Economistas defendem medidas de alívio com impacto directo para pobres face à elevada inflação

Os economistas moçambicanos Estrela Charles e Elcídio Bachita defenderam hoje medidas com impacto directo nas camadas mais pobres da população face à escalada da taxa de inflação no país, alertando para o risco de “roptura social”.

“Estamos numa situação de quase rotura em termos de insatisfação da população. Com estes níveis, com esta tendência de aumento de preços, teremos uma situação de muita insatisfação, muita desigualdade e muita exclusão social”, disse à Lusa Estrela Charles, economista e investigadora da organização não -governamental (ONG) Centro de Integridade Pública (CIP).

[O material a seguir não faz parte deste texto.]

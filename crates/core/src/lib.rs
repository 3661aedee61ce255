//! Creatorum Core - Shared waitlist types and view logic.
//!
//! This crate provides the pieces of the Creatorum front end that do not
//! touch the network:
//! - [`types`] - Roles, goals and waitlist entries as the backend sends them
//! - [`waitlist`] - The signup modal's form and state machine
//! - [`admin`] - Submit guards for the admin login and signup forms
//! - [`aggregates`] - Role mix, goal mix and daily series for the dashboard
//! - [`dashboard`] - The mounted dashboard view and its pagination
//!
//! # Architecture
//!
//! The core crate contains only types and pure functions - no I/O, no HTTP
//! clients, no sessions. The `site` crate wires these to axum handlers.

#![cfg_attr(not(test), forbid(unsafe_code))]

pub mod admin;
pub mod aggregates;
pub mod dashboard;
pub mod types;
pub mod waitlist;

pub use types::*;
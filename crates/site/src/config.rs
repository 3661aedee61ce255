//! Site configuration loaded from environment variables.
//!
//! # Environment Variables
//!
//! All variables are optional:
//! - `CREATORUM_HOST` - Bind address (default: 127.0.0.1)
//! - `CREATORUM_PORT` - Listen port (default: 8080)
//! - `CREATORUM_BASE_URL` - Public URL of this site (default: <http://localhost:8080>)
//! - `CREATORUM_STATIC_DIR` - Directory served under `/static` (default: crates/site/static)
//! - `WAITLIST_API_BASE_URL` - Waitlist backend base URL (default: <http://localhost:3000>)
//! - `WAITLIST_API_TIMEOUT_SECS` - Per-request timeout for backend calls (default: 15)
//! - `SENTRY_DSN` - Sentry error tracking DSN
//! - `SENTRY_ENVIRONMENT` - Sentry environment name
//! - `SENTRY_SAMPLE_RATE` - Error sample rate (default: 1.0)
//! - `SENTRY_TRACES_SAMPLE_RATE` - Trace sample rate (default: 0.1)

use std::net::{IpAddr, SocketAddr};
use std::path::PathBuf;
use std::time::Duration;

use thiserror::Error;
use url::Url;

/// Backend URL used when `WAITLIST_API_BASE_URL` is unset.
pub const DEFAULT_API_BASE_URL: &str = "http://localhost:3000";

/// Configuration errors that can occur during loading.
#[derive(Debug, Error)]
pub enum ConfigError {
    #[error("Invalid environment variable {0}: {1}")]
    InvalidEnvVar(String, String),
}

/// Site application configuration.
#[derive(Debug, Clone)]
pub struct SiteConfig {
    /// IP address to bind the server to
    pub host: IpAddr,
    /// Port to listen on
    pub port: u16,
    /// Public base URL for the site
    pub base_url: String,
    /// Directory with CSS, JS and images
    pub static_dir: PathBuf,
    /// Waitlist backend configuration
    pub api: ApiConfig,
    /// Sentry DSN for error tracking
    pub sentry_dsn: Option<String>,
    /// Sentry environment (e.g. "production")
    pub sentry_environment: Option<String>,
    /// Fraction of errors sent to Sentry
    pub sentry_sample_rate: f32,
    /// Fraction of transactions traced
    pub sentry_traces_sample_rate: f32,
}

/// Waitlist backend API configuration.
#[derive(Debug, Clone)]
pub struct ApiConfig {
    /// Base URL without trailing slashes
    pub base_url: String,
    /// Timeout applied to every backend request
    pub timeout: Duration,
}

impl SiteConfig {
    /// Load configuration from environment variables.
    ///
    /// Calls `dotenvy::dotenv()` to load from `.env` file if present.
    ///
    /// # Errors
    ///
    /// Returns `ConfigError` if a variable is set but cannot be parsed.
    pub fn from_env() -> Result<Self, ConfigError> {
        // Load .env file if present (ignore errors if not found)
        let _ = dotenvy::dotenv();
        Self::from_source(|key| std::env::var(key).ok())
    }

    /// Load configuration from an arbitrary key lookup.
    ///
    /// # Errors
    ///
    /// Returns `ConfigError` if a variable is set but cannot be parsed.
    pub fn from_source(get: impl Fn(&str) -> Option<String>) -> Result<Self, ConfigError> {
        let or_default = |key: &str, default: &str| get(key).unwrap_or_else(|| default.to_string());

        let host = parse_var("CREATORUM_HOST", &or_default("CREATORUM_HOST", "127.0.0.1"))?;
        let port = parse_var("CREATORUM_PORT", &or_default("CREATORUM_PORT", "8080"))?;
        let base_url = or_default("CREATORUM_BASE_URL", "http://localhost:8080");
        let static_dir = PathBuf::from(or_default("CREATORUM_STATIC_DIR", "crates/site/static"));

        let api_base = normalize_base_url(
            "WAITLIST_API_BASE_URL",
            &or_default("WAITLIST_API_BASE_URL", DEFAULT_API_BASE_URL),
        )?;
        let timeout_secs: u64 = parse_var(
            "WAITLIST_API_TIMEOUT_SECS",
            &or_default("WAITLIST_API_TIMEOUT_SECS", "15"),
        )?;

        let sentry_dsn = get("SENTRY_DSN").filter(|s| !s.is_empty());
        let sentry_environment = get("SENTRY_ENVIRONMENT");
        let sentry_sample_rate = get("SENTRY_SAMPLE_RATE")
            .and_then(|s| s.parse().ok())
            .unwrap_or(1.0);
        let sentry_traces_sample_rate = get("SENTRY_TRACES_SAMPLE_RATE")
            .and_then(|s| s.parse().ok())
            .unwrap_or(0.1);

        Ok(Self {
            host,
            port,
            base_url,
            static_dir,
            api: ApiConfig {
                base_url: api_base,
                timeout: Duration::from_secs(timeout_secs),
            },
            sentry_dsn,
            sentry_environment,
            sentry_sample_rate,
            sentry_traces_sample_rate,
        })
    }

    /// Returns the socket address for binding the server.
    #[must_use]
    pub const fn socket_addr(&self) -> SocketAddr {
        SocketAddr::new(self.host, self.port)
    }

    /// Whether cookies should carry the `Secure` attribute.
    #[must_use]
    pub fn is_secure(&self) -> bool {
        self.base_url.starts_with("https://")
    }
}

// =============================================================================
// Helper Functions
// =============================================================================

/// Parse a variable's value, naming the variable in the error.
fn parse_var<T>(key: &str, value: &str) -> Result<T, ConfigError>
where
    T: std::str::FromStr,
    T::Err: std::fmt::Display,
{
    value
        .parse::<T>()
        .map_err(|e| ConfigError::InvalidEnvVar(key.to_string(), e.to_string()))
}

/// Strip trailing slashes and check the result is an absolute URL.
fn normalize_base_url(key: &str, raw: &str) -> Result<String, ConfigError> {
    let trimmed = raw.trim().trim_end_matches('/');
    Url::parse(trimmed).map_err(|e| ConfigError::InvalidEnvVar(key.to_string(), e.to_string()))?;
    Ok(trimmed.to_string())
}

Considerando “paliativas e teóricas” as medidas que têm sido avançadas pelo executivo para aliviar o impacto da subida de preços, Charles defendeu que deve ser alargado o universo da proteção social, abrangendo mais beneficiários das classes sociais vulneráveis e desempregados e reforçando o sector estatal do transporte público, para a aplicação de tarifas sociais destinadas aos utentes sem posses para recorrer ao transporte colectivo gerido por privados.

“O Governo deveria concentrar-se mais no consumidor e não nas empresas, porque os subsídios às empresas não têm um impacto directo no consumidor e não chegam a influenciar o poder de compra e o nível de vida do consumidor final”, destacou.

Estrela Charles enfatizou que o Governo deve retirar recursos gastos em privilégios atribuídos aos altos quadros do Estado e canalizar para as despesas sociais, através de uma política de austeridade séria.

“Os altos quadros do Estado desfrutam de subsídios e de carros de luxo, enquanto os funcionários públicos não têm dinheiro sequer para apanhar transporte público”, comparou a economista.

Estrela Charles assinalou que a subida dos preços dos combustíveis e dos alimentos, devido à guerra Rússia-Ucrânia, agravou a tendência de aumento da inflação em Moçambique, tendo em conta que o país africano é importador destes bens.

No início do ano, prosseguiu, “o Governo estava a ser muito optimista” e “previa cerca de 5% de inflação anual, mas, em fevereiro, já havia uma tendência de aumento dos preços, que se está a agravar com o incremento dos custos dos combustíveis e alimentos e desvalorização do euro”.

Por sua vez, o economista Elcídio Baptista advogou medidas de âmbito fiscal com foco nos impostos e taxas de importação de combustíveis e alimentos para que a elevada inflação não deteriore as já precárias condições de vida da população pobre.

Apesar de o Governo já ter tocado nas taxas do Imposto sobre o Valor Acrescentado (IVA), para atenuar o impacto da pandemia de covid-19, “ainda há alguma margem para mais alívio fiscal, pelo menos ao nível de produtos alimentares e a curto prazo”, notou.

Por outro lado, continuou, o banco central deve refrear o ímpeto do aumento das taxas de juro, porque a atual tendência altista da inflação não tem uma matriz monetária.

Alertando que “importar bens e serviços também é importar inflação”, Elcídio Bachita defendeu a aposta na produção nacional nas áreas em que o país tem potencial, sobretudo na agricultura, para que Moçambique não esteja demasiadamente exposto a flutuações nos mercados internacionais.

A inflação homóloga em Moçambique foi de 10,81% em Junho, o valor mais alto dos últimos quatro anos e nove meses, anunciou o Instituto Nacional de Estatística (INE).

A inflação homóloga em Maio tinha sido de 9,31% e subiu 150 pontos base em Junho, segundo o novo boletim do Índice de Preços ao Consumidor (IPC).

É preciso recuar até Agosto de 2017 para encontrar um valor mais alto: na ocasião, a inflação foi de 14,13%, no rescaldo do choque provocado pelas dívidas ocultas.

A subida que se verifica desde o início do ano está em linha com todas as previsões e com o clima inflacionista global causado pela guerra na Ucrânia e pelo aumento do preço dos combustíveis.

As divisões de alimentação, bebidas não alcoólicas e transportes foram as que mais contribuíram para o aumento de preços em Moçambique.